As the spouse of a Black husband, mother to four Black sons, and a grandmother to many Black and biracial grandchildren, I have been profoundly impacted personally. "I can’t breathe," Mr. Floyd said before he died. I join him and his family in feeling the suffocating effects of fear in our community in South Bend, Indiana. It’s where I pray for God’s protection every time the males in my family leave the house. I breathe a sigh of gratitude when they walk back in the door.
In a revision of the verse in 1 Corinthians 12:26, when one suffocates, we all suffocate. Shortly after Mr. Floyd’s death, I cried out to God for a response to our collective pain. What I sensed as God’s response was that WE are God’s response. We are God’s ambassadors for reconciliation and love in a world reeling with hate and separation. The Spirit moved within me during my prayer and Ezekiel 22:30 emerged in my heart: "I looked for someone who might rebuild the wall of righteousness that guards the land."
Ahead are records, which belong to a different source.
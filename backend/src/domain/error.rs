//! Domain-level error types.
//!
//! These errors are transport agnostic. Inbound adapters map them to HTTP
//! responses; the stable [`ErrorCode`] is the only thing they switch on.

use std::fmt;

use serde::{Deserialize, Serialize};
use utoipa::ToSchema;

use super::TraceId;

/// Stable machine-readable error code describing the failure category.
#[derive(Debug, Clone, Copy, PartialEq, Eq, Hash, Serialize, Deserialize, ToSchema)]
#[non_exhaustive]
#[serde(rename_all = "snake_case")]
pub enum ErrorCode {
    /// The request is malformed or fails validation.
    InvalidRequest,
    /// Authentication failed or is missing.
    Unauthorized,
    /// The request collides with existing state, e.g. a taken username.
    Conflict,
    /// A backing service (usually the database) could not be reached.
    ServiceUnavailable,
    /// An unexpected error occurred inside the domain.
    InternalError,
}

/// Domain error payload.
///
/// Errors capture the [`TraceId`] in scope at construction time so adapters
/// can correlate the response with the logs emitted while handling it.
///
/// # Examples
/// ```
/// use recipe_backend::domain::{Error, ErrorCode};
///
/// let err = Error::invalid_request("recipe is invalid")
///     .with_reasons(vec!["title is required".to_owned()]);
/// assert_eq!(err.code(), ErrorCode::InvalidRequest);
/// assert_eq!(err.reasons(), ["title is required"]);
/// ```
#[derive(Debug, Clone, PartialEq, Eq)]
pub struct Error {
    code: ErrorCode,
    message: String,
    reasons: Vec<String>,
    trace_id: Option<String>,
}

impl Error {
    /// Create a new error with the current trace identifier attached.
    pub fn new(code: ErrorCode, message: impl Into<String>) -> Self {
        Self {
            code,
            message: message.into(),
            reasons: Vec::new(),
            trace_id: TraceId::current().map(|id| id.to_string()),
        }
    }

    /// Stable machine-readable error code.
    pub fn code(&self) -> ErrorCode {
        self.code
    }

    /// Human-readable message returned to adapters.
    pub fn message(&self) -> &str {
        self.message.as_str()
    }

    /// Individual failure reasons, e.g. one per invalid field.
    pub fn reasons(&self) -> &[String] {
        &self.reasons
    }

    /// Trace identifier captured when the error was raised.
    pub fn trace_id(&self) -> Option<&str> {
        self.trace_id.as_deref()
    }

    /// Attach the list of failure reasons.
    pub fn with_reasons(mut self, reasons: Vec<String>) -> Self {
        self.reasons = reasons;
        self
    }

    /// Attach or replace the trace identifier.
    pub fn with_trace_id(mut self, trace_id: impl Into<String>) -> Self {
        self.trace_id = Some(trace_id.into());
        self
    }

    /// Convenience constructor for [`ErrorCode::InvalidRequest`].
    pub fn invalid_request(message: impl Into<String>) -> Self {
        Self::new(ErrorCode::InvalidRequest, message)
    }

    /// Convenience constructor for [`ErrorCode::Unauthorized`].
    pub fn unauthorized(message: impl Into<String>) -> Self {
        Self::new(ErrorCode::Unauthorized, message)
    }

    /// Convenience constructor for [`ErrorCode::Conflict`].
    pub fn conflict(message: impl Into<String>) -> Self {
        Self::new(ErrorCode::Conflict, message)
    }

    /// Convenience constructor for [`ErrorCode::ServiceUnavailable`].
    pub fn service_unavailable(message: impl Into<String>) -> Self {
        Self::new(ErrorCode::ServiceUnavailable, message)
    }

    /// Convenience constructor for [`ErrorCode::InternalError`].
    pub fn internal(message: impl Into<String>) -> Self {
        Self::new(ErrorCode::InternalError, message)
    }
}

impl fmt::Display for Error {
    fn fmt(&self, f: &mut fmt::Formatter<'_>) -> fmt::Result {
        write!(f, "{}", self.message)
    }
}

impl std::error::Error for Error {}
My personal application of the verse is this: The walls (structures) of our communities are falling down and crumbling through pandemic lock-down and the police brutality that is violating the bodies and souls of Black and Brown people; these same members of society are the most deeply impacted by the sufferings of COVID-19. As God’s people, we can no longer live in the faith of yesterday and look from afar. We can no longer look at this mountain of challenge from behind the safety of our cell phones, out-of-office replies, and keeping with our own agendas.
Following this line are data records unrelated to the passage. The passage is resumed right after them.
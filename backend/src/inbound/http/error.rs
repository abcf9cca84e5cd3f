//! HTTP adapter mapping for domain errors.
//!
//! Purpose: keep the domain error type HTTP-agnostic while allowing Actix
//! handlers to turn domain failures into consistent JSON responses and status
//! codes.
//!
//! Only two statuses are emitted: `401` for [`ErrorCode::Unauthorized`] and
//! `422` for everything else. Storage and internal failures are redacted to a
//! generic message and logged server-side.

use actix_web::error::JsonPayloadError;
use actix_web::{HttpRequest, HttpResponse, ResponseError, http::StatusCode};
use serde::{Deserialize, Serialize};
use tracing::error;
use utoipa::ToSchema;

use crate::domain::{Error, ErrorCode};
use crate::middleware::trace::TRACE_ID_HEADER;

pub use crate::domain::ApiResult;

const INTERNAL_MESSAGE: &str = "internal server error";
const UNAVAILABLE_MESSAGE: &str = "service temporarily unavailable";

/// JSON body of every error response.
#[derive(Debug, Clone, PartialEq, Eq, Serialize, Deserialize, ToSchema)]
pub struct ErrorResponse {
    /// Stable machine-readable code.
    #[schema(example = "invalid_request")]
    pub code: ErrorCode,
    /// Human-readable summary.
    #[schema(example = "validation failed")]
    pub error: String,
    /// Individual failure reasons; always present on `422` responses.
    #[serde(default, skip_serializing_if = "Vec::is_empty")]
    #[schema(example = json!(["instructions must be at least 50 characters"]))]
    pub errors: Vec<String>,
    /// Correlation id matching the `trace-id` header.
    #[serde(
        rename = "traceId",
        default,
        skip_serializing_if = "Option::is_none"
    )]
    pub trace_id: Option<String>,
}

fn status_for(code: ErrorCode) -> StatusCode {
    match code {
        ErrorCode::Unauthorized => StatusCode::UNAUTHORIZED,
        _ => StatusCode::UNPROCESSABLE_ENTITY,
    }
}

fn redacted_message(error: &Error) -> Option<&'static str> {
    match error.code() {
        ErrorCode::InternalError => Some(INTERNAL_MESSAGE),
        ErrorCode::ServiceUnavailable => Some(UNAVAILABLE_MESSAGE),
        _ => None,
    }
}

impl From<&Error> for ErrorResponse {
    fn from(error: &Error) -> Self {
        let message = redacted_message(error).unwrap_or_else(|| error.message());
        let errors = match (error.code(), redacted_message(error)) {
            (ErrorCode::Unauthorized, _) => Vec::new(),
            (_, Some(generic)) => vec![generic.to_owned()],
            _ if error.reasons().is_empty() => vec![error.message().to_owned()],
            _ => error.reasons().to_vec(),
        };
        Self {
            code: error.code(),
            error: message.to_owned(),
            errors,
            trace_id: error.trace_id().map(str::to_owned),
        }
    }
}

impl ResponseError for Error {
    fn status_code(&self) -> StatusCode {
        status_for(self.code())
    }

    fn error_response(&self) -> HttpResponse {
        if redacted_message(self).is_some() {
            error!(
                code = ?self.code(),
                trace_id = self.trace_id(),
                error = %self,
                "request failed"
            );
        }

        let mut builder = HttpResponse::build(self.status_code());
        if let Some(id) = self.trace_id() {
            builder.insert_header((TRACE_ID_HEADER, id.to_owned()));
        }
        builder.json(ErrorResponse::from(self))
    }
}

/// Turn JSON extractor failures into `invalid_request` errors.
///
/// Register through `web::JsonConfig::default().error_handler(..)`.
pub fn json_error_handler(err: JsonPayloadError, _req: &HttpRequest) -> actix_web::Error {
    Error::invalid_request("malformed request body")
        .with_reasons(vec![err.to_string()])
        .into()
}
We must move beyond lamenting racism’s evils with only words and hymns. We must rise from our prayer groups and from behind our hymnbooks and follow Jesus into the highways and byways. We must DO church with our feet and hands. That means acting to help dismantle the systems that sanction the murder of George Floyd and so many others.
I’m calling for actions that cause unhealthy systems to fall, one brick at a time. As Anabaptists, we have historically seen ourselves as the "quiet in the land." Many Mennonites have sought to live godly and quiet lives to witness to faith, rather than messing with worldly powers. While yielding some fruits of the Spirit, this choice has often rendered us voiceless in the public square. If we are God’s response to the world, then we need to take our songs and sermons of peace and justice out of our pews and into the pain.
Urgent events are disorienting our lives and challenging us to be God’s "noisy" response to the world in which COVID-19 and lifeless Black bodies in the streets are twin evils. Corrupt systems are killing and challenging the identity, dignity and power of people of color. Glen Guyton, executive director for Mennonite Church USA, is inviting us to leave our comfort zones and to ACT for change. As God’s response, we cannot remain silent or paralyzed.
During a June 3 meditation on Mennonite Mission Network’s online Hope Series, I challenged our church to take new directions. We are looking for God, and God is looking for us. God is calling to us to come from under the rubble of the crumbing walls and stand accounted for in the broad daylight. That’s where we as individuals, the church, and as a nation, are called to repent of inaction and to revolt in righteousness — to follow Jesus in the paths of peace by paving new roads for justice.
When God comes looking for someone to rebuild the walls, I pray we will be ready with tools in hand and willing hearts. May we be servants of reconstruction who dismantle the dividing wall of hostility and build a society of dignity for everyone, a renewal of the Spirit that offers life-sustaining breath for all.